Session des Kantonsrates vom 20. und 21. Februar 2017
21.2.2017Wortmeldung

(im Namen der FDP-Fraktion): Auf die Vorlage ist einzutreten.

Es wurde bereits vom Kommissionspräsidenten darauf hingewiesen, dass wir heute einen Bericht behandeln, der vor 14 Jahren vom Kantonsrat als Postulat gefordert und überwiesen wurde. Bereits damals wurde eine Debatte zur Rationierung im Schweizer Gesundheitswesen gefordert.

Was damals auch von den Postulanten (unter anderem unserem heutigen Regierungsrat Marc Mächler) als wichtig angesehen wurde, nämlich die

dringend erforderliche Unterscheidung zwischen Wünschbarem und Machbarem im Gesundheitswesen hat sich seither noch akzentuiert. Unser

Gesundheitswesen kommt mit der permanenten Kostensteigerung immer schneller an die Grenzen. Rationierung wird damit zur Kernfrage im

Gesundheitswesen.

Trotz missverständlichen Bemerkungen im Bericht ist eine Rationalisierung rechtlich nicht unmöglich. Ob sie politisch geboten ist, ist eine andere

Frage. Die Grundrechte eines Menschen werden im Kerngehalt durch eine allfällige Rationierung nicht automatisch angetastet – diesen Eindruck könnte man gewinnen, wenn man den Bericht liest. Rationalisierung ist auch kein Widerspruch zum Recht auf Leben und auf persönliche Freiheit und verstösst auch nicht gegen das Gebot der Gleichheit der Behandlung; es verletzt auch das Diskriminierungsverbot nicht, weil aus all diesen

Ansprüchen keine staatliche Leistungsverpflichtung abgeleitet werden kann. Rationierung ist auch kein Verstoss gegen das Recht auf das

Existenzminimum oder das Recht einer medizinischen Basisbehandlung, die als jene Behandlung definiert wird, die zur Wahrung der

Menschenwürde notwendig ist.

Angesichts der Tatsache, dass Ressourcen endlich sind, kommt die Gesellschaft nach Meinung der FDP-Fraktion nicht um die Aufgabe herum, auch im Gesundheitswesen Leistungs-Grenzen anzuerkennen. Das anerkennt zwar auch die Regierung, sie vermeidet es dann aber leider, konkrete Ausführungen hierzu zu machen. Damit bleibt der Bericht wenig aussagekräftig und teilweise auch widersprüchlich.
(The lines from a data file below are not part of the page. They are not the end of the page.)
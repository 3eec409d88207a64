//! Route modules, one per area of the control surface.

pub mod games;
pub mod health;
pub mod outbox;
pub mod party;
pub mod roster;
Das Bundesgericht hat in einem wegleitenden Entscheid vom 23. November 2010 zu den grundsätzlichen Fragen des Kosten-Nutzen-Verhältnisses von medizinischen Massnahmen, der Rationierung und der Grenzen der Finanzierung im Bereich des Gesundheitswesens Stellung genommen. Dabei umschreibt es klar die finanziellen Spielräume der Gesellschaft und die zumutbaren Kosten in Bezug auf den Erhalt eines Menschenlebens. Der Entscheid wird im Bericht zwar erwähnt; eine inhaltliche Auseinandersetzung findet aber nicht statt.

Generelle Aussagen zur Rationierung im Einzelfall sind sicher heikel. Das müsste im Falle konkreter Handlungsanweisungen, z.B. durch die

Schweizerische Akademie der medizinischen Wissenschaften oder die Eidgenössische Kommission für allgemeine Leistungen und

Grundsatzfragen (KVG), die Nationale Ethikkommission im Bereich der Humanmedizin (NEK) und andere beratende Gremien geschehen, wie dies

FDP-Nationalrat Ignazio Cassis bereits 2011 in einem Postulat auf Bundesebene gefordert hat.

Man wird bei der generellen Festlegung, was welche Kranken- und Unfallversicherung generell tragen muss nicht darum herumkommen, den

Leistungskatalog der Grund und Zusatzversicherungen zu überprüfen.

Medizinische Leistungen werden heute generell zu stark als Konsumartikel angesehen und teilweise damit auch missbraucht. Man kümmert sich auch immer weniger um die Anbindung an eine Grundversorgung, sondern marschiert zu Unzeit und jederzeit in die Spitäler mit ihren

Notfallabteilungen, wo zwar sehr gute, aber auch eine sehr teure Medizin betrieben wird. Nur eine Knieuntersuchung z.B. genügt heute dem

Durchschnittspatienten nicht mehr, ein MRI ist beinahe Selbstverständlichkeit.

Die FDP-Fraktion verweist auch auf die Eigen- und Mitverantwortung der Patienten. Solange die Patienten die Medizin als Konsumartikel missbrauchen, wird sich gar nichts ändern. Das sind Fehlentwicklungen auf der Basis des grassierenden Egoismus und der Gesellschaft: «Alles, sofort, immer!». Nur schon der Umstand, dass beim Spitaleintritt eine Patientenverfügung vorgewiesen werden sollte, würde zu grosser Klarheit und zu vielen Einsparungen führen – selbstverständlich nur bei einem Wahleingriff.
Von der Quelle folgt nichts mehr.